We left Tiberias at dawn and had a most delightful trip across the Lake, breakfasting in the boat on the way. Sister Cook, who was blessed with a charming voice, was moved to song, and the time pa.s.sed so pleasantly that before we knew where we were, we found ourselves stuck on a sandbar in the Jordan River itself. Our boatmen hopped out, pushed the boat over the bar into deep water, and off we paddled again up the famous river.

Great fields of ripe maize stretched away on either hand, and it was curious to see dusky youths perched aloft on stagings, armed with a sling, doing slaughter among any birds that dared to settle on their crops. We shoved the nose of our boat into the bank, took a stroll along a path through the tangled undergrowth, and soon met a crowd of Bedouins who presented us with some delicious maize cobs. In this manner we pleasantly meandered up the Jordan, now landing on this bank, and now on that, as it took our fancy, until at last a point was reached where the river was so shallow that the boat could go no further, and here I found my pony and escort awaiting me.

The latter was composed of local mounted Arab gendarmerie, under the command of a Jewish corporal, who had at one time served in the 40th Battalion Royal Fusiliers, and I noticed with pleasure that the Jew and the Arabs seemed to be on excellent terms.

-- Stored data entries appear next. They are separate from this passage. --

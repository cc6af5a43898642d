//! Backend event handling
//!
//! One task per load drains the backend's event stream in order. Proxy
//! writes (position, duration, completeness) happen only here, so a file's
//! sidecar document has a single writer while it is playing.

use super::core::Player;
use crate::backend::{BackendEvent, BackendState, EventStream};
use crate::db::{library, settings};
use crate::proxy::AudiobookFileProxy;
use std::sync::Arc;
use tracing::{debug, info, warn};

/// Notification sent to player subscribers
#[derive(Debug, Clone)]
pub enum PlayerNotification {
    /// Playback started (`is_playing`) or paused/stopped
    State {
        file: Arc<AudiobookFileProxy>,
        is_playing: bool,
    },
    /// Playback position in milliseconds
    Time {
        file: Arc<AudiobookFileProxy>,
        current_time: i64,
    },
    /// Duration known, resume seek (if any) issued
    MediaParsed { file: Arc<AudiobookFileProxy> },
    /// The file played to its end
    Finished { file: Arc<AudiobookFileProxy> },
}

impl PlayerNotification {
    pub fn file(&self) -> &Arc<AudiobookFileProxy> {
        match self {
            PlayerNotification::State { file, .. }
            | PlayerNotification::Time { file, .. }
            | PlayerNotification::MediaParsed { file }
            | PlayerNotification::Finished { file } => file,
        }
    }
}

impl Player {
    /// Drain one load's events until the backend drops the sink or the load
    /// is replaced
    pub(super) async fn drain_events(
        self,
        generation: u64,
        file: Arc<AudiobookFileProxy>,
        mut stream: EventStream,
    ) {
        while let Some(event) = stream.recv().await {
            if !self.advance_state(generation, &event) {
                debug!("Dropping {:?} for released {}", event, file.path());
                break;
            }
            self.handle_event(generation, &file, event).await;
        }
        debug!("Event stream closed for {} (load {})", file.path(), generation);
    }

    async fn handle_event(
        &self,
        generation: u64,
        file: &Arc<AudiobookFileProxy>,
        event: BackendEvent,
    ) {
        match event {
            BackendEvent::StateChanged(BackendState::Playing) => self.on_playing(file).await,
            BackendEvent::StateChanged(BackendState::Paused | BackendState::Stopped) => {
                self.on_paused(file)
            }
            BackendEvent::StateChanged(BackendState::Error) => {
                warn!("Backend entered error state on {}", file.path())
            }
            BackendEvent::StateChanged(_) => {}
            BackendEvent::ParsedChanged(true) => self.on_parsed(file),
            BackendEvent::ParsedChanged(false) => debug!("Parse lost for {}", file.path()),
            BackendEvent::TimeChanged(current_time) => self.on_time(file, current_time),
            BackendEvent::EndReached => self.on_end_reached(generation, file).await,
            BackendEvent::Error(message) => {
                warn!("Backend error on {}: {}", file.path(), message)
            }
        }
    }

    async fn on_playing(&self, file: &Arc<AudiobookFileProxy>) {
        let audiobook_id = file.audiobook_id();

        if let Some(audiobook) = self.cache.peek_audiobook(audiobook_id) {
            audiobook.set_selected_file(file.path());
        }
        if let Err(e) = library::update_selected_file(&self.db, audiobook_id, file.path()).await {
            warn!("Failed to store selected file {}: {}", file.path(), e);
        }
        if let Err(e) = settings::save_current_audiobook(&self.db, audiobook_id).await {
            warn!("Failed to store current audiobook {}: {}", audiobook_id, e);
        }

        self.notify(PlayerNotification::State {
            file: Arc::clone(file),
            is_playing: true,
        });
    }

    fn on_paused(&self, file: &Arc<AudiobookFileProxy>) {
        let position = self.backend.position();
        if position >= 0 {
            file.save_current_time(position);
        }

        self.notify(PlayerNotification::State {
            file: Arc::clone(file),
            is_playing: false,
        });
    }

    fn on_parsed(&self, file: &Arc<AudiobookFileProxy>) {
        let duration = self.backend.duration();
        if duration > 0 {
            file.set_media_duration(duration);
        } else {
            debug!("No duration reported for {}", file.path());
        }

        if let Some(resume_at) = file.current_time().filter(|t| *t > 0) {
            if self.backend.is_seekable() {
                info!("Resuming {} at {} ms", file.path(), resume_at);
                if let Err(e) = self.backend.seek(resume_at) {
                    warn!("Resume seek failed for {}: {}", file.path(), e);
                }
            } else {
                warn!("{} is not seekable, starting from the beginning", file.path());
            }
        }

        self.notify(PlayerNotification::MediaParsed {
            file: Arc::clone(file),
        });
    }

    fn on_time(&self, file: &Arc<AudiobookFileProxy>, current_time: i64) {
        self.notify(PlayerNotification::Time {
            file: Arc::clone(file),
            current_time,
        });
        file.save_current_time(current_time);
    }

    async fn on_end_reached(&self, generation: u64, file: &Arc<AudiobookFileProxy>) {
        self.notify(PlayerNotification::Finished {
            file: Arc::clone(file),
        });
        file.set_as_complete();

        let next = match self.cache.next_file(&self.db, file).await {
            Ok(next) => next,
            Err(e) => {
                warn!("Next file lookup failed after {}: {}", file.path(), e);
                None
            }
        };

        let Some(next) = next else {
            info!(
                "Reached the end of audiobook {} at {}",
                file.audiobook_id(),
                file.path()
            );
            return;
        };

        // The user may have loaded something else while we looked
        if !self.is_current(generation) {
            return;
        }

        info!("Advancing to {}", next.path());
        self.release_media();
        if let Err(e) = self.load_media(next) {
            warn!("Auto-advance load failed: {}", e);
            return;
        }
        if let Err(e) = self.play() {
            warn!("Auto-advance play failed: {}", e);
        }
    }
}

I charged the boatman to take the Sisters to Capernaum, where I told them to call on Father Vendelene, who I knew would give them a warm welcome.

Having seen the boat safely started on the way, and with strict injunctions to the sailors to return for me in good time, I mounted my pony and started my exploration of the Upper Jordan.

My escort (who were also supposed to be guides) often got completely lost in the dense oleander jungle that here abounds, but after many trials and tribulations, in the course of which I came upon a submerged herd of buffalo sleeping peacefully in a marshy backwater, I emerged torn and bleeding at the entrance of the black rocky gorge down which the Jordan rushes. Riding here became impossible, so I went on foot until the westering sun warned me it was time to return.

On the way back, which was by another and much easier route, we came across a stalwart Bedouin hunter who, only five days before, had shot a splendid leopard on the hillside.

I asked him if there was any chance of my being able to do likewise. He replied that it was possible, but I might have to wait a month before I got a shot; I could, however, have other good hunting any day I liked, for the thickets were alive with wild boar. This man knew every track round about, and, as we were still shut in by dense thickets, he volunteered to come with me as a guide to the Lake. On parting he refused all offers of money, but later I sent him some tobacco, which I hope he received safely. My escort, when we reached open level country, raced and chased each other on their ponies, pulling up suddenly, or darting to the right or left in wild career. Both rode thoroughbred Arab mares and were immensely proud of their steeds, and their own prowess thereon.